Los Angeles Times Assistant Managing Editor David Lauter has written a response to criticism of Times child welfare coverage.
I posted a version of the comment below to the Times website:
How sad that in his desperate attempt to defend the indefensible, David Lauter misrepresents what my organization and others who have criticized the Times actually believe.
Mr. Lauter falsely claims that “presumably” we don’t want news organizations to cover “mismanagement or poor execution of policies.” In fact, NCCPR repeatedly has called for more coverage of all child welfare failings. On our website, we have an entire section linking to examples of the finest such journalism and once or twice a week we send a child welfare news story we think more people should know about to more than 300 reporters around the country, including several at the Times. Once, we even sent one written by Garrett Therolf. (If you’d like to be added to the list Mr. Lauter, just send me an e-mail.)
And it should be obvious that, if we really wanted to ignore mismanagement or poor execution of policies, we wouldn’t be urging the Board of Supervisors to replace DCFS Director Trish Ploehn.
Rather, our objection is to what the Times distorts and what the Times leaves out entirely – such as almost never telling the stories of children wrongfully removed from their homes and the harm that does to children. Indeed, the Times even has refused to report the actual data on the increase in entries into care, data NCCPR obtained using a California Public Records Act request and which we’ve made available here
Particularly instructive is Mr. Lauter’s use of the word “presumably.” When a journalist really wants to know what someone “says” or “wants” the usual approach is to call that person up (or send an e-mail) and ask. This is commonly known as “reporting” and is generally considered a superior approach to “presuming.”
Mr. Lauter also evades the issue when he claims that:
Another assertion raised by Heimpel and others is that The Times has claimed that the county’s policy regarding when to take children away from parents, often referred to as the Title IV-E waiver, had “caused” an increase in re-abuse. The Times has not made any such claim.
That’s true. Instead, reporter Garrett Therolf has strongly implied cause-and-effect in at least three stories, while never once mentioning that the same document that includes the statistic on re-abuse specifically says it is impossible to draw any such conclusion. Why is the Times afraid to tell readers that simple fact? Nor does the Times discuss the profound financial incentive for misuse and overuse of foster care that existed before the waiver.

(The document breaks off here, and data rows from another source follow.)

impl PaymentService {
    pub fn new(payments: Arc<dyn PaymentStore>, gateways: GatewayRegistry) -> Self {
        Self {
            payments,
            gateways,
            callback_url: None,
        }
    }

    pub fn with_callback_url(mut self, url: Option<String>) -> Self {
        self.callback_url = url;
        self
    }

    pub fn supported_methods(&self) -> Vec<PaymentMethod> {
        self.gateways.supported_methods()
    }

    pub async fn ping(&self) -> AppResult<()> {
        Ok(self.payments.ping().await?)
    }

    fn gateway_for(&self, method: PaymentMethod) -> AppResult<Arc<dyn PaymentGateway>> {
        self.gateways
            .get(method)
            .ok_or_else(|| AppError::validation(format!("Unsupported payment method: {method}")))
    }

    /// PENDING is persisted first, then resolved to COMPLETED or FAILED before
    /// returning. Gateway failures after persistence come back as a FAILED outcome.
    pub async fn create_payment(&self, req: CreatePaymentRequest, ctx: &RequestContext) -> AppResult<PaymentOutcome> {
        require_role(ctx, PAYER_ROLES)?;
        validate_create(&req)?;
        let gateway = self.gateway_for(req.method)?;

        let payment = Payment::new_pending(ctx.actor_id, req.job_id, req.amount, req.method);
        let escrow = Escrow::held_for(&payment);
        self.payments.insert(&payment, &escrow).await?;
        tracing::info!(
            payment_id = %payment.id,
            fee = %escrow.fee,
            method = %payment.method,
            amount = %payment.amount,
            "payment created"
        );

        let mut checkout = CheckoutRequest::sale(req.amount);
        checkout.merchant_invoice_number = Some(payment.invoice_number.clone());
        checkout.callback_url = self.callback_url.clone();
        checkout.payer_reference = req
            .payer_reference
            .clone()
            .or_else(|| req.customer_info.as_ref().and_then(|c| c.phone.clone()));

        let (to, update, checkout_url, failure) = match gateway.generate_checkout_url(checkout).await {
            Ok(gp) if gp.transaction_status.is_accepted() => (
                PaymentStatus::Completed,
                PaymentUpdate {
                    gateway_payment_id: Some(gp.payment_id.clone()),
                    gateway_response: Some(gp.raw.clone()),
                    paid_at: Some(Utc::now()),
                    ..Default::default()
                },
                gp.checkout_url.clone(),
                None,
            ),
            Ok(gp) => (
                PaymentStatus::Failed,
                PaymentUpdate {
                    gateway_payment_id: Some(gp.payment_id.clone()),
                    gateway_response: Some(gp.raw.clone()),
                    ..Default::default()
                },
                None,
                Some(format!(
                    "{} declined payment {}: {:?}",
                    gateway.name(),
                    gp.payment_id,
                    gp.transaction_status
                )),
            ),
            Err(err) => (
                PaymentStatus::Failed,
                PaymentUpdate {
                    gateway_response: Some(json!({ "error": err.to_string() })),
                    ..Default::default()
                },
                None,
                Some(format!("{} call failed: {err}", gateway.name())),
            ),
        };

        let audit = AuditLogEntry::new(
            ctx,
            audit_action(to),
            ENTITY_PAYMENT,
            payment.id,
            Some(json!({
                "from": PaymentStatus::Pending,
                "to": to,
                "method": payment.method,
                "amount": payment.amount,
                "gateway": gateway.name(),
                "invoiceNumber": payment.invoice_number,
            })),
        );
        let resolved = self
            .payments
            .transition(payment.id, PaymentStatus::Pending, to, update, audit)
            .await?
            .ok_or_else(|| AppError::InvalidState(format!("payment {} was resolved concurrently", payment.id)))?;

        match &failure {
            Some(reason) => tracing::error!(payment_id = %resolved.id, %reason, "payment failed"),
            None => tracing::info!(payment_id = %resolved.id, "payment completed"),
        }

        Ok(PaymentOutcome {
            payment: resolved,
            checkout_url,
            failure,
        })
    }

    pub async fn get_payment(&self, payment_id: Uuid, ctx: &RequestContext) -> AppResult<Payment> {
        require_role(ctx, VIEWER_ROLES)?;
        let payment = self
            .payments
            .get(payment_id)
            .await?
            .ok_or_else(|| AppError::NotFound("Payment not found".to_string()))?;
        if !ctx.actor_role.is_admin() && payment.payer_id != ctx.actor_id {
            return Err(AppError::Authorization("payment belongs to another payer".to_string()));
        }
        Ok(payment)
    }

    /// COMPLETED → REFUNDED. Any other starting status is rejected untouched.
    pub async fn refund_payment(
        &self,
        payment_id: Uuid,
        req: RefundRequest,
        ctx: &RequestContext,
    ) -> AppResult<Payment> {
        require_role(ctx, ADMIN_ROLES)?;
        let reason = req
            .reason
            .as_deref()
            .map(str::trim)
            .filter(|r| !r.is_empty())
            .ok_or_else(|| AppError::validation("Missing required fields: reason"))?
            .to_string();

        let payment = self
            .payments
            .get(payment_id)
            .await?
            .ok_or_else(|| AppError::NotFound("Payment not found".to_string()))?;
        if !payment.status.can_transition_to(PaymentStatus::Refunded) {
            return Err(AppError::InvalidState(format!(
                "Only completed payments can be refunded (status is {})",
                payment.status
            )));
        }

        if self
            .payments
            .escrow_for(payment.id)
            .await?
            .is_some_and(|e| e.status == EscrowStatus::Released)
        {
            return Err(AppError::InvalidState(
                "Escrow was already released to the provider".to_string(),
            ));
        }

        let amount = req.amount.unwrap_or(payment.amount);
        if amount <= Decimal::ZERO {
            return Err(AppError::InvalidAmount("Refund amount must be positive".to_string()));
        }
        if amount > payment.amount {
            return Err(AppError::InvalidAmount(format!(
                "Refund amount {amount} exceeds payment amount {}",
                payment.amount
            )));
        }

        let gateway = self.gateway_for(payment.method)?;
        let reference = payment
            .gateway_payment_id
            .clone()
            .ok_or_else(|| AppError::InvalidState("Payment has no gateway reference".to_string()))?;
        let refund = gateway
            .process_refund(&reference, amount, &reason)
            .await
            .map_err(map_gateway_error)?;

        let audit = AuditLogEntry::new(
            ctx,
            audit_action(PaymentStatus::Refunded),
            ENTITY_PAYMENT,
            payment.id,
            Some(json!({
                "from": PaymentStatus::Completed,
                "to": PaymentStatus::Refunded,
                "amount": amount,
                "reason": reason,
                "refundTransactionId": refund.transaction_id,
            })),
        );
        let update = PaymentUpdate {
            gateway_response: Some(refund.raw),
            refund_amount: Some(amount),
            refund_reason: Some(reason),
            ..Default::default()
        };
        let refunded = self
            .payments
            .transition(payment.id, PaymentStatus::Completed, PaymentStatus::Refunded, update, audit)
            .await?
            .ok_or_else(|| AppError::InvalidState("Payment was refunded concurrently".to_string()))?;

        tracing::info!(payment_id = %refunded.id, %amount, "payment refunded");
        Ok(refunded)
    }

    /// Escrow of a payment the caller may see.
    pub async fn get_escrow(&self, payment_id: Uuid, ctx: &RequestContext) -> AppResult<Escrow> {
        let payment = self.get_payment(payment_id, ctx).await?;
        self.payments
            .escrow_for(payment.id)
            .await?
            .ok_or_else(|| AppError::NotFound("Escrow not found".to_string()))
    }

    /// HELD → RELEASED once the job is done. Only completed payments pay out.
    pub async fn release_escrow(&self, payment_id: Uuid, ctx: &RequestContext) -> AppResult<Escrow> {
        require_role(ctx, ADMIN_ROLES)?;
        let payment = self
            .payments
            .get(payment_id)
            .await?
            .ok_or_else(|| AppError::NotFound("Payment not found".to_string()))?;
        if payment.status != PaymentStatus::Completed {
            return Err(AppError::InvalidState(format!(
                "Escrow can only be released for completed payments (status is {})",
                payment.status
            )));
        }
        let escrow = self
            .payments
            .escrow_for(payment.id)
            .await?
            .ok_or_else(|| AppError::NotFound("Escrow not found".to_string()))?;
        if escrow.status != EscrowStatus::Held {
            return Err(AppError::InvalidState("Escrow was already released".to_string()));
        }

        let audit = AuditLogEntry::new(
            ctx,
            "ESCROW_RELEASED",
            ENTITY_PAYMENT,
            payment.id,
            Some(json!({
                "escrowId": escrow.id,
                "amount": escrow.amount,
                "fee": escrow.fee,
                "payout": escrow.payout(),
            })),
        );
        let released = self
            .payments
            .release_escrow(payment.id, audit)
            .await?
            .ok_or_else(|| AppError::InvalidState("Escrow was released concurrently".to_string()))?;

        tracing::info!(payment_id = %payment.id, payout = %released.payout(), "escrow released");
        Ok(released)
    }

    /// Confirms the provider checkout. A still-PENDING record is resolved from the answer.
    pub async fn execute_payment(&self, payment_id: Uuid, ctx: &RequestContext) -> AppResult<(Payment, GatewayPayment)> {
        let payment = self.get_payment(payment_id, ctx).await?;
        let (gateway, reference) = self.provider_reference(&payment)?;
        let gp = gateway.execute_payment(&reference).await.map_err(map_gateway_error)?;
        let payment = self.resolve_pending(payment, &gp, ctx).await?;
        Ok((payment, gp))
    }

    pub async fn query_payment(&self, payment_id: Uuid, ctx: &RequestContext) -> AppResult<(Payment, GatewayPayment)> {
        let payment = self.get_payment(payment_id, ctx).await?;
        let (gateway, reference) = self.provider_reference(&payment)?;
        let gp = gateway
            .query_payment_status(&reference)
            .await
            .map_err(map_gateway_error)?;
        Ok((payment, gp))
    }

    fn provider_reference(&self, payment: &Payment) -> AppResult<(Arc<dyn PaymentGateway>, String)> {
        let gateway = self.gateway_for(payment.method)?;
        let reference = payment
            .gateway_payment_id
            .clone()
            .ok_or_else(|| AppError::InvalidState("Payment has no gateway reference".to_string()))?;
        Ok((gateway, reference))
    }

    /// Authenticated provider callback. Only PENDING payments move; final ones are acknowledged as-is.
    pub async fn handle_webhook(
        &self,
        provider: &str,
        body: &str,
        signature: &str,
        timestamp: &str,
        ctx: &RequestContext,
    ) -> AppResult<WebhookAck> {
        let gateway = self
            .gateways
            .by_provider(provider)
            .ok_or_else(|| AppError::NotFound(format!("Unknown payment provider: {provider}")))?;

        if !gateway.verify_webhook_signature(body, signature, timestamp) {
            tracing::warn!(provider, ip = %ctx.ip_address, "webhook signature rejected");
            return Err(AppError::Unauthenticated("Invalid webhook signature".to_string()));
        }

        let value: serde_json::Value = serde_json::from_str(body)
            .map_err(|e| AppError::validation(format!("Invalid webhook payload: {e}")))?;
        let gp = GatewayPayment::from_provider_json(value)
            .map_err(|e| AppError::validation(format!("Invalid webhook payload: {e}")))?;

        let mut payment = self.payments.find_by_reference(&gp.payment_id).await?;
        if payment.is_none() {
            if let Some(invoice) = gp.raw.get("merchantInvoiceNumber").and_then(|v| v.as_str()) {
                payment = self.payments.find_by_reference(invoice).await?;
            }
        }
        let payment = payment.ok_or_else(|| AppError::NotFound("Payment not found".to_string()))?;
        // A provider may only settle payments that were routed through it.
        if !self.gateways.get(payment.method).is_some_and(|g| g.name() == gateway.name()) {
            tracing::warn!(provider, payment_id = %payment.id, method = %payment.method, "webhook for another provider's payment");
            return Err(AppError::NotFound("Payment not found".to_string()));
        }

        let before = payment.status;
        let payment = self.resolve_pending(payment, &gp, ctx).await?;
        tracing::info!(
            provider,
            payment_id = %payment.id,
            gateway_status = ?gp.transaction_status,
            status = %payment.status,
            "webhook processed"
        );

        Ok(WebhookAck {
            payment_id: payment.id,
            status: payment.status,
            changed: before != payment.status,
        })
    }

    async fn resolve_pending(&self, payment: Payment, gp: &GatewayPayment, ctx: &RequestContext) -> AppResult<Payment> {
        if payment.status.is_final() {
            return Ok(payment);
        }
        let to = match gp.transaction_status {
            TransactionStatus::Completed => PaymentStatus::Completed,
            TransactionStatus::Failed | TransactionStatus::Cancelled => PaymentStatus::Failed,
            _ => return Ok(payment),
        };

        let update = PaymentUpdate {
            gateway_payment_id: Some(gp.payment_id.clone()),
            gateway_response: Some(gp.raw.clone()),
            paid_at: (to == PaymentStatus::Completed).then(Utc::now),
            ..Default::default()
        };
        let audit = AuditLogEntry::new(
            ctx,
            audit_action(to),
            ENTITY_PAYMENT,
            payment.id,
            Some(json!({
                "from": PaymentStatus::Pending,
                "to": to,
                "gatewayPaymentId": gp.payment_id,
                "trxID": gp.transaction_id,
            })),
        );

        match self
            .payments
            .transition(payment.id, PaymentStatus::Pending, to, update, audit)
            .await?
        {
            Some(updated) => Ok(updated),
            // Someone else resolved it first; report the current state.
            None => self
                .payments
                .get(payment.id)
                .await?
                .ok_or_else(|| AppError::NotFound("Payment not found".to_string())),
        }
    }

    pub async fn list_payments(&self, mut filter: PaymentFilter, ctx: &RequestContext) -> AppResult<(Vec<Payment>, Pagination)> {
        require_role(ctx, VIEWER_ROLES)?;
        if !ctx.actor_role.is_admin() {
            filter.payer_id = Some(ctx.actor_id);
        }
        let (items, total) = self.payments.list(&filter).await?;
        Ok((items, Pagination::new(filter.page(), filter.limit(), total)))
    }
}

Mr. Lauter himself makes similar use of loaded language when he claims that some people “have a long-standing position in favor of keeping children out of foster care -- even if that means leaving them with abusive parents…” That, of course, conjures up images of sending children to their doom. In fact, what my organization favors is not taking away children from parents whose poverty has been confused with neglect, and not taking away children when they can remain safely in their own homes if the parents get the right kinds of help. And the reason my organization favors this approach is because, for the overwhelming majority of children, it is *safer* than foster care. The overwhelming evidence for this is documented at www.nccpr.org
●Concerning the fatality data, the broadening of the definition of fatalities also has made the determination of whether a fatality is the result of maltreatment or an accident far more subjective. Therefore, even with the same definition, it is harder to know if the increase is real.
The Times also has failed to report that, if the increase is real, one possible cause is the foster-care panic which overloads workers, leaving them less time to find children in real danger.
●As for the rest, readers need simply compare Mr. Lauter’s comments to what Daniel Heimpel found when he re-reported the story for The Huffington Post to see that Mr. Lauter has ignored many of the most serious problems with Therolf’s stories – such as the people who say the Times has been putting words in their mouths.